Check out Ronnie Fein‘s recipe for Quinoa Stuffed Mushroom Caps with Raisins and Pine Nuts. And take a look at Ronnie’s wonderful blog chock full of tales and recipes in Kitchen Vignettes, by clicking here.
open M-Sat: 11-4; 5-10PM and Sun.: 4:30-9:30 PM
168 Main Ave. Norwalk, CT. 203-846-9240
Camillo Ferrari, 24, of Norwalk, CT is graduating in May with a B.A. in journalism from Western Connecticut State University. He began working in his father’s restaurants at age 8 and has most recently joined the team at Oak+Almond of Norwalk, CT. A carnivore at heart, he still appreciates and understands the reasons and benefits of eating KLM. He hopes to bring fresh insight to the Fairfield County area on KLM restaurant options.
Thanks goes to Ronnie Fein, cookbook author of HIP KOSHER: 175 Easy-To-Prepare Recipes for Today's Kosher Cooks.

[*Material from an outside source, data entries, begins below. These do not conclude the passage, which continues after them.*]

//! Face-track construction pipeline.
//!
//! This crate provides:
//! - Frame sampling over a target interval
//! - Embedding-based speaker identity resolution
//! - Size/centeredness confidence scoring
//! - Per-frame detection assembly with skip-and-continue failure handling
//! - Temporal smoothing of per-speaker trajectories
//! - Per-speaker screen-time aggregation and report assembly
//!
//! The face detector and embedder are capability seams ([`FaceDetector`],
//! [`FaceEmbedder`]); the `engine` module ships pure-Rust reference
//! implementations, but any backend can be wired in.

pub mod adapters;
pub mod aggregate;
pub mod assemble;
pub mod confidence;
pub mod config;
pub mod engine;
pub mod identity;
pub mod report;
pub mod sampler;
pub mod smooth;

// Re-export common types
pub use adapters::{DetectorParams, FaceDetector, FaceEmbedder};
pub use aggregate::summarize_speakers;
pub use assemble::{DetectionAssembler, DetectionOutcome, RunContext, SkipReason};
pub use confidence::confidence_score;
pub use config::AnalysisConfig;
pub use identity::{RegistryEntry, SpeakerRegistry, DEFAULT_MATCH_THRESHOLD};
pub use report::build_report;
pub use sampler::FrameSampler;
pub use smooth::smooth_detections;
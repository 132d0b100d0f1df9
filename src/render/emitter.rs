//! Shared emitter walk over the block model.
//!
//! One walk serializes a deck for every target syntax; the per-format
//! differences live behind the [`Syntax`] trait. The walk owns the
//! cross-slide state: title dedup, ordered-list counters, and the
//! blank-line discipline around lists.

use std::collections::HashMap;

use crate::model::{Block, EmbeddedReference, Slide, SlideDeck, TextRun};
use crate::parser::titles_similar;

use super::options::{RenderOptions, TableHeaderMode};

/// Per-format serialization rules.
pub(crate) trait Syntax {
    /// Document preamble.
    fn header(&self, _out: &mut String, _deck: &SlideDeck) {}

    fn heading(&self, out: &mut String, level: u8, text: &str);

    fn list_item(&self, out: &mut String, level: u8, text: &str, number: Option<u32>);

    fn paragraph(&self, out: &mut String, text: &str);

    fn image(&self, out: &mut String, path: &str, max_width: Option<u32>);

    /// Image that degraded to a placeholder: alt text, no payload.
    fn image_placeholder(&self, out: &mut String, alt: &str) {
        if alt.is_empty() {
            out.push_str("![image]\n\n");
        } else {
            out.push_str(&format!("![image: {}]\n\n", alt.replace(']', "\\]")));
        }
    }

    fn table(&self, out: &mut String, rows: &[Vec<String>], header_mode: TableHeaderMode);

    fn escape(&self, text: &str) -> String;

    fn accent(&self, text: &str) -> String;

    fn strong(&self, text: &str) -> String;

    fn colored(&self, text: &str, rgb: [u8; 3]) -> String;

    fn hyperlink(&self, text: &str, url: &str) -> String;

    fn math(&self, text: &str) -> String {
        format!(" ${}$ ", text)
    }

    fn comment(&self, out: &mut String, text: &str) {
        out.push_str(&format!("<!-- {} -->\n", text));
    }

    /// Quoted path-id reference preceding embedded content.
    fn reference_quote(&self, out: &mut String, path: &str) {
        out.push_str(&format!("> `{}`\n\n", path));
    }

    fn supports_columns(&self) -> bool {
        false
    }

    fn columns_open(&self, _out: &mut String) {}
    fn column_open(&self, _out: &mut String, _width_pct: u32) {}
    fn column_close(&self, _out: &mut String) {}
    fn columns_close(&self, _out: &mut String) {}

    fn notes_open(&self, out: &mut String) {
        out.push_str("---\n\n");
    }
    fn notes_close(&self, _out: &mut String) {}
}

/// The walk itself.
pub(crate) struct Emitter<'a, S: Syntax> {
    syntax: S,
    options: &'a RenderOptions,
    deck: &'a SlideDeck,
    out: String,
    last_title: Option<String>,
    first_title_seen: bool,
    ordered_counters: HashMap<u8, u32>,
    last_was_list: bool,
    last_was_paragraph: bool,
}

impl<'a, S: Syntax> Emitter<'a, S> {
    pub fn new(syntax: S, deck: &'a SlideDeck, options: &'a RenderOptions) -> Self {
        Self {
            syntax,
            options,
            deck,
            out: String::new(),
            last_title: None,
            first_title_seen: false,
            ordered_counters: HashMap::new(),
            last_was_list: false,
            last_was_paragraph: false,
        }
    }

    pub fn render(mut self) -> String {
        self.syntax.header(&mut self.out, self.deck);

        let count = self.deck.slides.len();
        for (i, slide) in self.deck.slides.iter().enumerate() {
            if self.options.slide_numbers {
                self.syntax
                    .comment(&mut self.out, &format!("slide: {}", slide.index));
            }
            self.emit_slide(slide, 0);
            self.emit_notes(slide);

            if self.options.slide_separators && i + 1 < count {
                self.close_list();
                self.out.push_str("---\n\n");
                // A separator already provides the spacing a list
                // header would add.
                self.last_was_paragraph = true;
            }
        }

        let mut result = self.out.trim_end().to_string();
        if self.options.compress_blank_lines {
            result = super::compress_blank_lines(&result);
        }
        result.push('\n');
        result
    }

    fn emit_slide(&mut self, slide: &Slide, demote: u8) {
        match slide.columns {
            Some(span) if self.syntax.supports_columns() => {
                let preface = &slide.blocks[..span.preface];
                let left = &slide.blocks[span.preface..span.preface + span.left];
                let right = &slide.blocks[span.preface + span.left..];

                self.emit_blocks(preface, demote);
                self.close_list();
                self.syntax.columns_open(&mut self.out);
                for column in [left, right] {
                    self.syntax.column_open(&mut self.out, 50);
                    self.emit_blocks(column, demote);
                    self.close_list();
                    self.syntax.column_close(&mut self.out);
                }
                self.syntax.columns_close(&mut self.out);
            }
            _ => self.emit_blocks(&slide.blocks, demote),
        }
        self.close_list();
    }

    fn emit_blocks(&mut self, blocks: &[Block], demote: u8) {
        for (i, block) in blocks.iter().enumerate() {
            let next_is_list = blocks.get(i + 1).map_or(false, |b| b.is_list_item());
            if self.last_was_list && !block.is_list_item() {
                self.close_list();
            }

            match block {
                Block::Heading {
                    level,
                    text,
                    continuation,
                } => {
                    self.emit_heading(*level, text, *continuation, demote);
                    self.last_was_paragraph = false;
                }
                Block::Paragraph { runs } => {
                    let text = self.format_runs(runs);
                    if text.is_empty() {
                        continue;
                    }
                    if next_is_list {
                        // Compact spacing between a lead-in line and
                        // its list.
                        self.out.push_str(&text);
                        self.out.push('\n');
                    } else {
                        self.syntax.paragraph(&mut self.out, &text);
                    }
                    self.last_was_paragraph = true;
                }
                Block::ListItem {
                    level,
                    kind,
                    runs,
                    start_at,
                } => {
                    if !self.last_was_list {
                        if !self.last_was_paragraph {
                            self.out.push('\n');
                        }
                        self.ordered_counters.clear();
                    }
                    let text = self.format_runs(runs);
                    let number = match kind {
                        crate::model::ListKind::Ordered => {
                            Some(self.resolve_ordered_number(*level, *start_at))
                        }
                        crate::model::ListKind::Unordered => None,
                    };
                    self.syntax.list_item(&mut self.out, *level, &text, number);
                    self.last_was_list = true;
                    self.last_was_paragraph = false;
                }
                Block::Table { rows } => {
                    let formatted: Vec<Vec<String>> = rows
                        .iter()
                        .map(|row| {
                            row.iter()
                                .map(|cell| self.format_runs(cell).replace('\n', "<br />"))
                                .collect()
                        })
                        .collect();
                    if !formatted.is_empty() {
                        self.syntax.table(
                            &mut self.out,
                            &formatted,
                            self.options.table_header_mode,
                        );
                    }
                    self.last_was_paragraph = false;
                }
                Block::Image { resource, alt_text } => {
                    match resource
                        .as_deref()
                        .and_then(|id| self.deck.resource(id))
                    {
                        Some(res) => {
                            let path =
                                format!("{}{}", self.options.image_path_prefix, res.file_name);
                            self.syntax
                                .image(&mut self.out, &path, self.options.image_width);
                        }
                        None => self.syntax.image_placeholder(&mut self.out, alt_text),
                    }
                    self.last_was_paragraph = false;
                }
                Block::Embedded(reference) => {
                    self.emit_embedded(reference, demote);
                    self.last_was_paragraph = false;
                }
            }
        }
    }

    fn emit_heading(&mut self, level: u8, text: &str, continuation: bool, demote: u8) {
        let text = text.trim();
        if text.is_empty() {
            return;
        }

        let mut effective = level.saturating_add(demote);
        if self.first_title_seen {
            effective = effective.saturating_add(1);
        }
        let effective = effective.min(6);

        let duplicate = continuation
            || self
                .last_title
                .as_deref()
                .map_or(false, |prev| titles_similar(prev, text));

        if duplicate {
            if self.options.keep_similar_titles {
                self.syntax
                    .heading(&mut self.out, effective, &format!("{} (cont.)", text));
            }
        } else {
            self.syntax.heading(&mut self.out, effective, text);
        }

        self.last_title = Some(text.to_string());
        self.first_title_seen = true;
    }

    fn emit_embedded(&mut self, reference: &EmbeddedReference, demote: u8) {
        self.close_list();
        self.syntax
            .reference_quote(&mut self.out, &reference.path.to_string());

        if let Some(failure) = &reference.failure {
            self.syntax
                .comment(&mut self.out, &format!("{}: {}", reference.path, failure));
            self.out.push('\n');
            return;
        }

        let count = reference.slides.len();
        for (i, slide) in reference.slides.iter().enumerate() {
            let child = reference.path.child_slide(slide.index);
            if self.options.slide_numbers {
                self.syntax.comment(&mut self.out, &child.to_string());
            }
            self.emit_slide(slide, demote + 1);
            self.emit_notes(slide);
            if i + 1 < count {
                self.out.push_str("---\n\n");
            }
        }
    }

    fn emit_notes(&mut self, slide: &Slide) {
        if slide.notes.is_empty() {
            return;
        }
        self.close_list();
        self.syntax.notes_open(&mut self.out);
        for note in &slide.notes {
            // Notes arrive preformatted from the source.
            self.syntax.paragraph(&mut self.out, note);
        }
        self.syntax.notes_close(&mut self.out);
    }

    /// Continue or seed the ordered counter for one list level.
    ///
    /// An explicit ordinal seeds the counter; an explicit ordinal the
    /// source repeats for every item advances sequentially instead of
    /// stuttering; a forward jump is respected. Deeper counters reset.
    fn resolve_ordered_number(&mut self, level: u8, explicit: Option<u32>) -> u32 {
        let current = self.ordered_counters.get(&level).copied();
        let value = match (explicit, current) {
            (None, current) => current.unwrap_or(0) + 1,
            (Some(n), None) => n,
            (Some(n), Some(current)) if n <= current => current + 1,
            (Some(n), Some(_)) => n,
        };
        self.ordered_counters.insert(level, value);
        self.ordered_counters.retain(|k, _| *k <= level);
        value
    }

    fn close_list(&mut self) {
        if self.last_was_list {
            self.out.push('\n');
            self.ordered_counters.clear();
            self.last_was_list = false;
        }
    }

    fn format_runs(&self, runs: &[TextRun]) -> String {
        let mut result = String::new();
        for run in runs {
            if run.text.is_empty() {
                continue;
            }
            if run.style.math {
                result.push_str(&self.syntax.math(&run.text));
                continue;
            }

            let mut text = if self.options.escape_special_chars {
                self.syntax.escape(&run.text)
            } else {
                run.text.clone()
            };

            if let Some(url) = &run.style.hyperlink {
                text = self.syntax.hyperlink(&text, url);
            }
            if run.style.accent {
                text = self.syntax.accent(&text);
            } else if run.style.strong {
                text = self.syntax.strong(&text);
            }
            if let Some(rgb) = run.style.color_rgb {
                if self.options.color_tags {
                    text = self.syntax.colored(&text, rgb);
                }
            }

            result.push_str(&text);
        }
        result.trim().to_string()
    }
}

More of her wonderful recipes may be found on her blog, Kitchen Vignettes, www.ronniefein.com.
- 6 large Portobello mushroom caps
- 3 tablespoons olive oil
- Salt and freshly ground black pepper to taste
- 4 thick scallions, chopped
- 1/4 cup pignoli nuts
- 1 large clove garlic, chopped
- 1/4 cup golden raisins
- 2 cups cooked quinoa
- 2 tablespoons chopped fresh mint
- Preheat the oven to 350 degrees.
- Wipe the mushroom caps clean, remove the inedible steams and place them outside up on a baking sheet.
- Brush the outsides with about 1 tablespoon of the olive oil. Sprinkle with salt and pepper. Turn the caps over (the gills side up). Bake for 10 minutes or until softened.
- While the caps are baking, heat the remaining 2 tablespoons olive oil in a sauté pan over medium heat. Add the scallions and pignoli nuts and cook for 1-2 minutes.
- Add the garlic and raisins and cook for another minute.
- Add the quinoa and mint and cook briefly to distribute the ingredients evenly. Taste for seasoning and add salt and pepper to taste.
- Spoon equal amounts of the quinoa mixture onto each mushroom cap.
- Just before serving, bake the caps for 10-12 minutes or until the mushroom is tender.
This easy vegan recipe would be a satisfying main dish for vegans and vegetarians. It is parve (non-dairy) and kosher for Passover, too.